Task to carry out>
Only the lines from the top of the data through the line with "with no pending" should be repeated, each exactly as written.

Collected data:
·····

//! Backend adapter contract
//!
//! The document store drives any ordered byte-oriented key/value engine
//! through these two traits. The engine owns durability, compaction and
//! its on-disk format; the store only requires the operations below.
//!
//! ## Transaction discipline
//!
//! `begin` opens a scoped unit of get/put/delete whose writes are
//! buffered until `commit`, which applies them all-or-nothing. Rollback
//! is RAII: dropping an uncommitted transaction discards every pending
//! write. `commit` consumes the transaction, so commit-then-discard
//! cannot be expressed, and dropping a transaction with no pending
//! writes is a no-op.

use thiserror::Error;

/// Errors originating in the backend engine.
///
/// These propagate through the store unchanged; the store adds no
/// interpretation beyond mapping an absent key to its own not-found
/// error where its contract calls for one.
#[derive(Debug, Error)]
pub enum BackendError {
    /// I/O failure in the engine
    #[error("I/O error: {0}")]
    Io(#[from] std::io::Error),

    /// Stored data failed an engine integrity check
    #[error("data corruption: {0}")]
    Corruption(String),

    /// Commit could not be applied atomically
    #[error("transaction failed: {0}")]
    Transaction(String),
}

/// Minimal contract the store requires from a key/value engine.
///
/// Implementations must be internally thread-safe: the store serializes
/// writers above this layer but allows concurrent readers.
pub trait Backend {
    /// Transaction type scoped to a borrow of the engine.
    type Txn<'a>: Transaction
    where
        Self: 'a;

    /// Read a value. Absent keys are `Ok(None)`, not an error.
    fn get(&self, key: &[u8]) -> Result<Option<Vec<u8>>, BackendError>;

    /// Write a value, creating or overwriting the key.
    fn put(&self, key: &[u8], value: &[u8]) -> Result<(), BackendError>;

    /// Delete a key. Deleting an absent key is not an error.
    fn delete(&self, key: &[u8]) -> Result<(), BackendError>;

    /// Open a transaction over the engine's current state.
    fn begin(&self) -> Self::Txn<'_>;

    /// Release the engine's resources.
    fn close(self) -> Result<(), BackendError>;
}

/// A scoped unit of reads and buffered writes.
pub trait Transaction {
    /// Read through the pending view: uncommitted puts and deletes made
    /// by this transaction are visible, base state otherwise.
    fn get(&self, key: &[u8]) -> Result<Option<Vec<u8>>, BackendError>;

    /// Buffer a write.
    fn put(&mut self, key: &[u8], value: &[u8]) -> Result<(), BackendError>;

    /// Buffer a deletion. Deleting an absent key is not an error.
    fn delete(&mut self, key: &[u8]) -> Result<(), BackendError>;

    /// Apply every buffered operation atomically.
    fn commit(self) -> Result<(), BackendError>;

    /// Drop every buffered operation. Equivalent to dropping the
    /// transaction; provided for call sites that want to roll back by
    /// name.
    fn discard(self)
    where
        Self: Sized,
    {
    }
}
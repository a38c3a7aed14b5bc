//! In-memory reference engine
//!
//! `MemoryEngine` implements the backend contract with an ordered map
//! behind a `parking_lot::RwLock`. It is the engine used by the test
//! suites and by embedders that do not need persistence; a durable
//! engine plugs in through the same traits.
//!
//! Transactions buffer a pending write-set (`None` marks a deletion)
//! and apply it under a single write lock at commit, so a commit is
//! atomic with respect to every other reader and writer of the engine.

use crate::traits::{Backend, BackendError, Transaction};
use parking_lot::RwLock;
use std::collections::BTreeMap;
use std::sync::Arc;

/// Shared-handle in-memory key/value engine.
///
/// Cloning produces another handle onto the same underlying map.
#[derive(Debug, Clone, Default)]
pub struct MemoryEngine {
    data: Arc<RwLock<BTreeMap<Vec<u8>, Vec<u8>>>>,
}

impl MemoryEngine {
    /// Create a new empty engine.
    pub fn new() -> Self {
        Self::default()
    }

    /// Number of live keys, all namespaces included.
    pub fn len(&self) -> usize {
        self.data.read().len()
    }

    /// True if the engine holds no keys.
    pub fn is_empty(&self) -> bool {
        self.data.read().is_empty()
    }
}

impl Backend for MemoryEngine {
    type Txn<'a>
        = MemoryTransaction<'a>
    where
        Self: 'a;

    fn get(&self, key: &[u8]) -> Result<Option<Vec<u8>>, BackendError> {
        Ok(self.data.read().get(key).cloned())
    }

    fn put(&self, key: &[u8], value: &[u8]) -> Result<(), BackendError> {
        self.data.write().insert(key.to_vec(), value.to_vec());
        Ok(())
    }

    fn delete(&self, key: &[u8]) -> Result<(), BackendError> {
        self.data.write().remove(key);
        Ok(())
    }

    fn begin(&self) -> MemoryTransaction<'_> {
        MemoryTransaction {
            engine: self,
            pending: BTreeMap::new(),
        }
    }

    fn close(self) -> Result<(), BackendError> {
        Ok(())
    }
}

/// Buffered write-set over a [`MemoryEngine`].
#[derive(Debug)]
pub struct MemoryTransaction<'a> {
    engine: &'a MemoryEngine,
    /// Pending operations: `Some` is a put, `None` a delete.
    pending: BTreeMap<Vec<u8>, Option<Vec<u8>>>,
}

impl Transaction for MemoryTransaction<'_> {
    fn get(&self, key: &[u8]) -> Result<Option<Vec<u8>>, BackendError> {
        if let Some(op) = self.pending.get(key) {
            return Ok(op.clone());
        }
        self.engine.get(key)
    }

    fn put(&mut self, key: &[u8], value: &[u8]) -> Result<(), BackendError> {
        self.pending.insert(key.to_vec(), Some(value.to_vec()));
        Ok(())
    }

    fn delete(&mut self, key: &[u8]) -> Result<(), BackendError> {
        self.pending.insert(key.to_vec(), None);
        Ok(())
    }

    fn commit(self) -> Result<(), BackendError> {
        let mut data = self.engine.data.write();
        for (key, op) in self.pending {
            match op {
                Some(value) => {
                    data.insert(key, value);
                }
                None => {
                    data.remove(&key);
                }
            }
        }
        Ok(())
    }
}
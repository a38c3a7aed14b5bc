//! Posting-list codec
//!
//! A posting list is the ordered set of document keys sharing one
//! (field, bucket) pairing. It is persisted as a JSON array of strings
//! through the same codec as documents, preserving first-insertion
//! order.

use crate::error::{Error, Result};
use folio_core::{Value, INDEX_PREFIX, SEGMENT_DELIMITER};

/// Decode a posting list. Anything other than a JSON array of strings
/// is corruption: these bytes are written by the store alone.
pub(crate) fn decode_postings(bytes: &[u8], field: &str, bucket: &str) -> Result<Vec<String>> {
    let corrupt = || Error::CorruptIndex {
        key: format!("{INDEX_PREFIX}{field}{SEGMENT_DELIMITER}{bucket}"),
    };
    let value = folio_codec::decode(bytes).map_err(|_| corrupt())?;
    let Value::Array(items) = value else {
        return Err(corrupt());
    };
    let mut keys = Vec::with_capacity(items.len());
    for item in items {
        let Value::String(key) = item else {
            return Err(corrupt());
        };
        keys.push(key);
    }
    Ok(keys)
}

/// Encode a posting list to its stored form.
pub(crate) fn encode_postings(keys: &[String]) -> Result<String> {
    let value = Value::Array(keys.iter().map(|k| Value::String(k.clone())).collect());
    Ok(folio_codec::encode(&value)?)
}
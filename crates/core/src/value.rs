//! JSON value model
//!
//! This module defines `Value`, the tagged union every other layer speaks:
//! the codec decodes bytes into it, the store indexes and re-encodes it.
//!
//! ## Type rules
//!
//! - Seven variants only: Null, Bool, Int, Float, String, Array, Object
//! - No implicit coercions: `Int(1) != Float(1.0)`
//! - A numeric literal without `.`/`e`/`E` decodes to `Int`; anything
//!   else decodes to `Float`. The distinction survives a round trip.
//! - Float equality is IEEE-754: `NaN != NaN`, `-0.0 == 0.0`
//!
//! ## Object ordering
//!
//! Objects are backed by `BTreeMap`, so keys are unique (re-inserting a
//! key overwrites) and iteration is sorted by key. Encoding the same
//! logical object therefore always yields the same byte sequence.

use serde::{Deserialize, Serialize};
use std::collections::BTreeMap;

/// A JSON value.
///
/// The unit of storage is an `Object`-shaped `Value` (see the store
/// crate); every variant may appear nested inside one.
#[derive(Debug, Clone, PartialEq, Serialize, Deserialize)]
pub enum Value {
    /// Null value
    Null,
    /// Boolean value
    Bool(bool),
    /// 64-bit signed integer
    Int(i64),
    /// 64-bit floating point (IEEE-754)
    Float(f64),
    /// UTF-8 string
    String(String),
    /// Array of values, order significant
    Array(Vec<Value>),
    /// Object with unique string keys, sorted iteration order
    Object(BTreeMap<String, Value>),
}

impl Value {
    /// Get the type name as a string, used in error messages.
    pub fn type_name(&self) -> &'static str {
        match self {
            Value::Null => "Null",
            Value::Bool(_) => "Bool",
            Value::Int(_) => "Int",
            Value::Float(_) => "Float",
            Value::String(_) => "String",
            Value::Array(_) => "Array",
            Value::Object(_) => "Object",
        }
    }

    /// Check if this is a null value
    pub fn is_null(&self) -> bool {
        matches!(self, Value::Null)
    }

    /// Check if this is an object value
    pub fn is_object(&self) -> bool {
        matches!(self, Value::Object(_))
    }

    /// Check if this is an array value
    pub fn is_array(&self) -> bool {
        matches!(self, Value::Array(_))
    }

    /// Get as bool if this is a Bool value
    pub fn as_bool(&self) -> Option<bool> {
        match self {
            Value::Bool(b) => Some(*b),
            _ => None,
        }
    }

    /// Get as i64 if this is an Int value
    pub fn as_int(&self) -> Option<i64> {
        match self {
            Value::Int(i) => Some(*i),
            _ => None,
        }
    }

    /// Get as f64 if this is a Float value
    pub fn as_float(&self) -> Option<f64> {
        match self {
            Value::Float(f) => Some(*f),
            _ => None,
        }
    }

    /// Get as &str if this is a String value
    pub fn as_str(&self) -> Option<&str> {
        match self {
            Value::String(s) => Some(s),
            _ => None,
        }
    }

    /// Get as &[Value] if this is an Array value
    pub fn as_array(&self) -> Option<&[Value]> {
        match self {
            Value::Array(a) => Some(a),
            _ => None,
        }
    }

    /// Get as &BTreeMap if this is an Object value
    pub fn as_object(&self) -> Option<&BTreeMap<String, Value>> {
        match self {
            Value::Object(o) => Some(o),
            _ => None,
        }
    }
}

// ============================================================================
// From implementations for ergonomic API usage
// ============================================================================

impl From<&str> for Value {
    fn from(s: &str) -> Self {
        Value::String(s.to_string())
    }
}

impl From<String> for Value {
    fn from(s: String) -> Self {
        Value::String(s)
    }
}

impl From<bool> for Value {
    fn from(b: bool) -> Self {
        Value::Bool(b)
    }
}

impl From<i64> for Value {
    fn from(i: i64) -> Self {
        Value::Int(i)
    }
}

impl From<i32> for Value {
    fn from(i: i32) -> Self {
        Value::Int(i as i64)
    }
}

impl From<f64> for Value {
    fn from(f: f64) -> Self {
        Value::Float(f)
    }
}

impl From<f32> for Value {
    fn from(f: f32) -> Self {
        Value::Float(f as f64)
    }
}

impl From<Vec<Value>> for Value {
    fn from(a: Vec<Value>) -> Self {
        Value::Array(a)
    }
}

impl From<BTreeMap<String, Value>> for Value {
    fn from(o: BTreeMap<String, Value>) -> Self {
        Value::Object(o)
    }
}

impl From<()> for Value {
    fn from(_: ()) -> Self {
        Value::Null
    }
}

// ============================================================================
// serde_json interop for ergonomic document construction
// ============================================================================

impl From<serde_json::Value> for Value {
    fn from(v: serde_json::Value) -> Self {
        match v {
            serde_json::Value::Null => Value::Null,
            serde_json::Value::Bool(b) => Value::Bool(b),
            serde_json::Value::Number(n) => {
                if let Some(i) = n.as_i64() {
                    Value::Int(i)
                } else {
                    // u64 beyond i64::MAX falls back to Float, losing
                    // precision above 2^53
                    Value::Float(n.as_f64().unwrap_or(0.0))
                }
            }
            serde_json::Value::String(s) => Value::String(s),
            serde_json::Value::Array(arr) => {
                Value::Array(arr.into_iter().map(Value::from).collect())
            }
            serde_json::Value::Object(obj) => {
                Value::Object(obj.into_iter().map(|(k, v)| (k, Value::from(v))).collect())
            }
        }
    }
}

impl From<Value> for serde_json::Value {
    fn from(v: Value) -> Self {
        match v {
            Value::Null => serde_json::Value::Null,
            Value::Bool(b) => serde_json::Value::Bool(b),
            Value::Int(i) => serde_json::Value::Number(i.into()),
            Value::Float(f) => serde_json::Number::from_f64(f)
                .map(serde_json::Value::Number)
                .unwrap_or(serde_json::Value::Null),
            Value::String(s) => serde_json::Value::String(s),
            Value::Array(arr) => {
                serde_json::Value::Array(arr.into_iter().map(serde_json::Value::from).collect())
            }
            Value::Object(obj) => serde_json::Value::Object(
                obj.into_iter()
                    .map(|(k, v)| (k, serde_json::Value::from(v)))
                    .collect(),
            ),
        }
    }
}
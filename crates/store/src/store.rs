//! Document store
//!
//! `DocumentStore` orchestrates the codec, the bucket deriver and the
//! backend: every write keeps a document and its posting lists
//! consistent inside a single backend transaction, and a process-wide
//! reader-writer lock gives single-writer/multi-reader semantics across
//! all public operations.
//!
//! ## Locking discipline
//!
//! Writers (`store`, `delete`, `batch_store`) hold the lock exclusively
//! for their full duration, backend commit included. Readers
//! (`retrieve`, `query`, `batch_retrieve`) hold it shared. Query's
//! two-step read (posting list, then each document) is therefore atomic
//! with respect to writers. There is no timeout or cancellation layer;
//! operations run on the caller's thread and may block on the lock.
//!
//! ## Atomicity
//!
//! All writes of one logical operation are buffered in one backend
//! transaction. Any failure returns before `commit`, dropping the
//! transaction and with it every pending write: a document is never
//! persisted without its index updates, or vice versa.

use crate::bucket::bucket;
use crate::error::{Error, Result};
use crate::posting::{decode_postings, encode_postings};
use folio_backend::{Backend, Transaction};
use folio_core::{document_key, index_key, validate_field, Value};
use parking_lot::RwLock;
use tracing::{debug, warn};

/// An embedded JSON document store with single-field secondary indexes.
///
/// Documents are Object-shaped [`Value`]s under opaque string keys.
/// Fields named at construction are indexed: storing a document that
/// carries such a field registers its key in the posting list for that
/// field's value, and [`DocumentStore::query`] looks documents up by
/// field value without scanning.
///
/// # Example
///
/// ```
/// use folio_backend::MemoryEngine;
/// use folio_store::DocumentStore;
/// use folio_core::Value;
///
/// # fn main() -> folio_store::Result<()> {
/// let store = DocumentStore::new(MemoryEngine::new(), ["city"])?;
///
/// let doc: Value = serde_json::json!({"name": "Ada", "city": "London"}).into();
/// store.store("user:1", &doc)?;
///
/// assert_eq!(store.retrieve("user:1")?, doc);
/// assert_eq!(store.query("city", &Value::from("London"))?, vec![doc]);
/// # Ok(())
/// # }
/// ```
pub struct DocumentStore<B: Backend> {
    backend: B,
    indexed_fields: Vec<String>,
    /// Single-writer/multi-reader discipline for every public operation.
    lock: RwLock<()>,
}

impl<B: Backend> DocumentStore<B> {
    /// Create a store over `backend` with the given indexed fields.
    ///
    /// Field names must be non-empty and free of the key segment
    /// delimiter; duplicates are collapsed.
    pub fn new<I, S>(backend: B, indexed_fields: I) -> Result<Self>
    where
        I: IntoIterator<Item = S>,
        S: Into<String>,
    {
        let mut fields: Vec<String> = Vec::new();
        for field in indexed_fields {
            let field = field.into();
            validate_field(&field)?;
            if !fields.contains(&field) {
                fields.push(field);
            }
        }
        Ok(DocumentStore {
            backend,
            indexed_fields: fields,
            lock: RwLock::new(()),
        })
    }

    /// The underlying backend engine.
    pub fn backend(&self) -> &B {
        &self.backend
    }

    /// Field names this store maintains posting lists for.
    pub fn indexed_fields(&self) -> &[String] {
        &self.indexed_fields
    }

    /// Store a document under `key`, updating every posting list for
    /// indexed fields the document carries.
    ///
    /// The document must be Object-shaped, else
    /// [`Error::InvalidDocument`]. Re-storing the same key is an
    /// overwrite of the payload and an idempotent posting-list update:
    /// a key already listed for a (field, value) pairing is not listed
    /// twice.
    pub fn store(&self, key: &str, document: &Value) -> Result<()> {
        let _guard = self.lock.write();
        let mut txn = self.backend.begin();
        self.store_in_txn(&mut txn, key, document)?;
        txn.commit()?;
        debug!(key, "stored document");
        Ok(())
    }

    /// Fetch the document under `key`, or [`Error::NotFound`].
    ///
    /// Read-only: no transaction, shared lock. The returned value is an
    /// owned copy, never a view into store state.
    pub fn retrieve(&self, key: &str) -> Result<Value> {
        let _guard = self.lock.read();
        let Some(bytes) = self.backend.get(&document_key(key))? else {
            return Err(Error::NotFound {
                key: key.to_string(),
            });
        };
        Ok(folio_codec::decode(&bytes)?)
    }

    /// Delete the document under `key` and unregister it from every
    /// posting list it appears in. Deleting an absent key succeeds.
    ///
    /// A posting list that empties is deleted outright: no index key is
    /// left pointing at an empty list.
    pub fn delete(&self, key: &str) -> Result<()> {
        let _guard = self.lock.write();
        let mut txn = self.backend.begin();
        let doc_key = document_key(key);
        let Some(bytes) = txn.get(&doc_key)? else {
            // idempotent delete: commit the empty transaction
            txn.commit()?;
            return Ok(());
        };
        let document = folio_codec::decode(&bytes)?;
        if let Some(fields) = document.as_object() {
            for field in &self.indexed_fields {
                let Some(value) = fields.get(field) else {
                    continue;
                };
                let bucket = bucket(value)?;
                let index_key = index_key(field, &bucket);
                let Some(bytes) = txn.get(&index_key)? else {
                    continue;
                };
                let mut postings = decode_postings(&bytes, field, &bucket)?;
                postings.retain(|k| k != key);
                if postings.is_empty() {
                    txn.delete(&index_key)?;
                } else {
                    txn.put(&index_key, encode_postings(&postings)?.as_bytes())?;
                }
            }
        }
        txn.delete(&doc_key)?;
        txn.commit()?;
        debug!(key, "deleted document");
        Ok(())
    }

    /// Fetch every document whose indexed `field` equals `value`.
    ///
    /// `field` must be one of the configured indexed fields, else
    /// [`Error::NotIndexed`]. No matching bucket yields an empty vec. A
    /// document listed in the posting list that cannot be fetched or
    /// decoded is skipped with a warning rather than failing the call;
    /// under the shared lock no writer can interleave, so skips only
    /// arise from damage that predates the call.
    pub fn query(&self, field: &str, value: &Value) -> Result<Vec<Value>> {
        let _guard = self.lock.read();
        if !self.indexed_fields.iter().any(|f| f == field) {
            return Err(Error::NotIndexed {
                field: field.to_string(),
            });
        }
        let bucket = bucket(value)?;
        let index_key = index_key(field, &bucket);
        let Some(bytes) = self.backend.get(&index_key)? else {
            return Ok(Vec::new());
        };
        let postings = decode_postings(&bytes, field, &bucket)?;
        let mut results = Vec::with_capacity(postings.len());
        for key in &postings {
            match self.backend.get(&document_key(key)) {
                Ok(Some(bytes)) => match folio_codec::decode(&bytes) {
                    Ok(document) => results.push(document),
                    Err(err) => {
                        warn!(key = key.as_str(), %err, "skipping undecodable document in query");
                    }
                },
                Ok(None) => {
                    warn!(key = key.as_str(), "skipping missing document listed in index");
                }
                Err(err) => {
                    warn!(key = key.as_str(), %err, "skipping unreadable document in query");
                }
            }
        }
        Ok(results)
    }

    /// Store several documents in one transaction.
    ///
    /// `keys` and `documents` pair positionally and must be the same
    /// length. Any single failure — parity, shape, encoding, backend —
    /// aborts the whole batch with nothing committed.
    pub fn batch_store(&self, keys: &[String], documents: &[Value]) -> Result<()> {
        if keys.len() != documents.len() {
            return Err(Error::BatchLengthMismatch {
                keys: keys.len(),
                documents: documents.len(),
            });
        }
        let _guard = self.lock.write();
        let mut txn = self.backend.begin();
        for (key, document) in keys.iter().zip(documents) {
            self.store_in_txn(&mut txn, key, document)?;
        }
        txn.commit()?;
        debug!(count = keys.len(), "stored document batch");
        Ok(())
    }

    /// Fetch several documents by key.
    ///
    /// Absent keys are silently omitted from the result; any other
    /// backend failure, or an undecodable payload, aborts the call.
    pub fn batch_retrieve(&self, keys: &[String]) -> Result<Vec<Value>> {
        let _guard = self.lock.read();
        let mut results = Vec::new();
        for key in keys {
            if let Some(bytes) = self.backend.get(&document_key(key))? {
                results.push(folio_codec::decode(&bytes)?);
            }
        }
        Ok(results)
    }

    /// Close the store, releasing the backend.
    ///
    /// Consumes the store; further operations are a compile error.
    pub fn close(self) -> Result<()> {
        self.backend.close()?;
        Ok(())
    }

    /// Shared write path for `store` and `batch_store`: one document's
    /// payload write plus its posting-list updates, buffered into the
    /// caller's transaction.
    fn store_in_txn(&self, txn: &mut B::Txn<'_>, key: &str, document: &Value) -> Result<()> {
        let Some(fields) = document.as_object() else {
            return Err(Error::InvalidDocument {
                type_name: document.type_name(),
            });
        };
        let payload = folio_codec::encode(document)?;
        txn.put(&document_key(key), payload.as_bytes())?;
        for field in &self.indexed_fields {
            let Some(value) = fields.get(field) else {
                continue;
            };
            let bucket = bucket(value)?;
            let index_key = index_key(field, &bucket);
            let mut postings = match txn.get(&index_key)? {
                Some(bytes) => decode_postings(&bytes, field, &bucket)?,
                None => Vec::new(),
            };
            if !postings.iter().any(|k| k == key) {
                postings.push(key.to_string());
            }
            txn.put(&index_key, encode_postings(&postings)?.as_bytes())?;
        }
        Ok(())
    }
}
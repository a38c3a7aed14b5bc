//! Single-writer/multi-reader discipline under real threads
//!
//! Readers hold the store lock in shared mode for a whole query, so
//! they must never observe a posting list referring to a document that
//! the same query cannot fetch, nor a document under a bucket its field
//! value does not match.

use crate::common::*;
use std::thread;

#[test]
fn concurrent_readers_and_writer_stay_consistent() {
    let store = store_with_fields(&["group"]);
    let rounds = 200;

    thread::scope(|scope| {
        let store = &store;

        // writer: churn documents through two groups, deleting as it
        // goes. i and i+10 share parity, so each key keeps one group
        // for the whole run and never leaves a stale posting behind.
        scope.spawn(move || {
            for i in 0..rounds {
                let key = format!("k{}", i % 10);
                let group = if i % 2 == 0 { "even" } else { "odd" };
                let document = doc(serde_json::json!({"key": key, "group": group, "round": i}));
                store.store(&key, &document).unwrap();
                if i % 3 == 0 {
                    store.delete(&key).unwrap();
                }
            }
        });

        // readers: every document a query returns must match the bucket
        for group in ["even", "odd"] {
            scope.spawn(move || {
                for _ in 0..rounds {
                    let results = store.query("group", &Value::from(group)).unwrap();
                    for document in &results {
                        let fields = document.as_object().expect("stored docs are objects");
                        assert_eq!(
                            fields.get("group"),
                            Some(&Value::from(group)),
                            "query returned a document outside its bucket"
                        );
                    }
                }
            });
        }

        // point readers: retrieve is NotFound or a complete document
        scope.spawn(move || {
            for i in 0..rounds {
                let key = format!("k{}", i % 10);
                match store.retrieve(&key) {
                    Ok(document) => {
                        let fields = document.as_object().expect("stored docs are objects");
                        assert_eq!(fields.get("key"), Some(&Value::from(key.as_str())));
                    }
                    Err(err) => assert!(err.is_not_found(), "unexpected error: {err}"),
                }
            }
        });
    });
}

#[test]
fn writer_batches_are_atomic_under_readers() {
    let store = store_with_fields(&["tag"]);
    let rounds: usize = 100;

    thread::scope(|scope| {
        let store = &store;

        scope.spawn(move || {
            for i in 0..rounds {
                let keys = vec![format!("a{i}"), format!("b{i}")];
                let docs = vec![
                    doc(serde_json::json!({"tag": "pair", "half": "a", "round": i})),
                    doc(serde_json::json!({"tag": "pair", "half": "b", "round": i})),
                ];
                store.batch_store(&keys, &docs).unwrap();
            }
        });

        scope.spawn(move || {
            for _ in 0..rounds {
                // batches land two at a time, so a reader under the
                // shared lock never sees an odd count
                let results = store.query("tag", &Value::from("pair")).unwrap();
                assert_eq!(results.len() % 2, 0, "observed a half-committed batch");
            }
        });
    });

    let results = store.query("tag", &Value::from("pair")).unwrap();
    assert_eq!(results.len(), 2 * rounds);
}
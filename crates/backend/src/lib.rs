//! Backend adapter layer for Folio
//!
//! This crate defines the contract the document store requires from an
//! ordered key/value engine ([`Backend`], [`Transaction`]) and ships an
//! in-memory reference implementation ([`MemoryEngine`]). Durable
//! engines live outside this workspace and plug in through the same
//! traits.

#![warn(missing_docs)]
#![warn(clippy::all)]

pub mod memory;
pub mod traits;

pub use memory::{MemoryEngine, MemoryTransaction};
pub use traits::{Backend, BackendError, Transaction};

·····

Task answer>
//! Backend adapter contract
//!
//! The document store drives any ordered byte-oriented key/value engine
//! through these two traits. The engine owns durability, compaction and
//! its on-disk format; the store only requires the operations below.
//!
//! ## Transaction discipline
//!
//! `begin` opens a scoped unit of get/put/delete whose writes are
//! buffered until `commit`, which applies them all-or-nothing. Rollback
//! is RAII: dropping an uncommitted transaction discards every pending
//! write. `commit` consumes the transaction, so commit-then-discard
//! cannot be expressed, and dropping a transaction with no pending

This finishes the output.